▶ Recorded data:

//! Request router: picks a backend for each request and hands off to
//! the forwarding step.

use crate::pool::BackendPool;
use crate::proxy::{error_response, forward, ProxyBody};
use crate::util::RequestId;
use hyper::body::Body;
use hyper::{Request, Response, StatusCode};
use std::net::SocketAddr;
use std::sync::Arc;
use tracing::{debug, warn};

/// Response header naming the backend that served (or attempted to
/// serve) the request.
pub const UPSTREAM_HEADER: &str = "x-upstream-server";

/// Routes every inbound request through the pool to a backend.
pub struct Router {
    pool: Arc<BackendPool>,
}

impl Router {
    /// Create a router over the given pool.
    pub fn new(pool: Arc<BackendPool>) -> Self {
        Self { pool }
    }

    /// Handle one request end to end.
    ///
    /// When the pool has no healthy backend the caller gets a 503
    /// immediately; there is no retry, queueing, or backoff. A
    /// forwarding failure is likewise surfaced as-is, with no second
    /// attempt on an alternate backend.
    pub async fn route<B>(
        &self,
        req: Request<B>,
        client_addr: SocketAddr,
        request_id: &RequestId,
    ) -> Response<ProxyBody>
    where
        B: Body + Send + 'static,
        B::Data: Send,
        B::Error: Into<Box<dyn std::error::Error + Send + Sync>>,
    {
        let Some(backend) = self.pool.select_next() else {
            warn!(request_id = %request_id, "no healthy backend available");
            return unavailable_response();
        };

        debug!(
            request_id = %request_id,
            backend = %backend,
            "routing request"
        );

        let mut response = forward(req, backend.address(), client_addr, request_id).await;

        // Stamped on the error path too, so a 502 still names the
        // backend that was attempted.
        if let Ok(value) = backend.address().to_string().parse() {
            response.headers_mut().insert(UPSTREAM_HEADER, value);
        }

        response
    }
}

/// The 503 returned when the pool is exhausted.
fn unavailable_response() -> Response<ProxyBody> {
    error_response(
        StatusCode::SERVICE_UNAVAILABLE,
        "no healthy backend available",
    )
}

▶ What you need to do: Nothing in the records may change; write them out again in full.

▶ Exercise result:
//! Request router: picks a backend for each request and hands off to
//! the forwarding step.

use crate::pool::BackendPool;
use crate::proxy::{error_response, forward, ProxyBody};
use crate::util::RequestId;
use hyper::body::Body;
use hyper::{Request, Response, StatusCode};
use std::net::SocketAddr;
use std::sync::Arc;
use tracing::{debug, warn};

/// Response header naming the backend that served (or attempted to
/// serve) the request.
pub const UPSTREAM_HEADER: &str = "x-upstream-server";

/// Routes every inbound request through the pool to a backend.
pub struct Router {
    pool: Arc<BackendPool>,
}

impl Router {
    /// Create a router over the given pool.
    pub fn new(pool: Arc<BackendPool>) -> Self {
        Self { pool }
    }

    /// Handle one request end to end.
    ///
    /// When the pool has no healthy backend the caller gets a 503
    /// immediately; there is no retry, queueing, or backoff. A
    /// forwarding failure is likewise surfaced as-is, with no second
    /// attempt on an alternate backend.
    pub async fn route<B>(
        &self,
        req: Request<B>,
        client_addr: SocketAddr,
        request_id: &RequestId,
    ) -> Response<ProxyBody>
    where
        B: Body + Send + 'static,
        B::Data: Send,
        B::Error: Into<Box<dyn std::error::Error + Send + Sync>>,
    {
        let Some(backend) = self.pool.select_next() else {
            warn!(request_id = %request_id, "no healthy backend available");
            return unavailable_response();
        };

        debug!(
            request_id = %request_id,
            backend = %backend,
            "routing request"
        );

        let mut response = forward(req, backend.address(), client_addr, request_id).await;

        // Stamped on the error path too, so a 502 still names the
        // backend that was attempted.
        if let Ok(value) = backend.address().to_string().parse() {
            response.headers_mut().insert(UPSTREAM_HEADER, value);
        }

        response
    }
}

/// The 503 returned when the pool is exhausted.
fn unavailable_response() -> Response<ProxyBody> {
    error_response(
        StatusCode::SERVICE_UNAVAILABLE,
        "no healthy backend available",
    )
}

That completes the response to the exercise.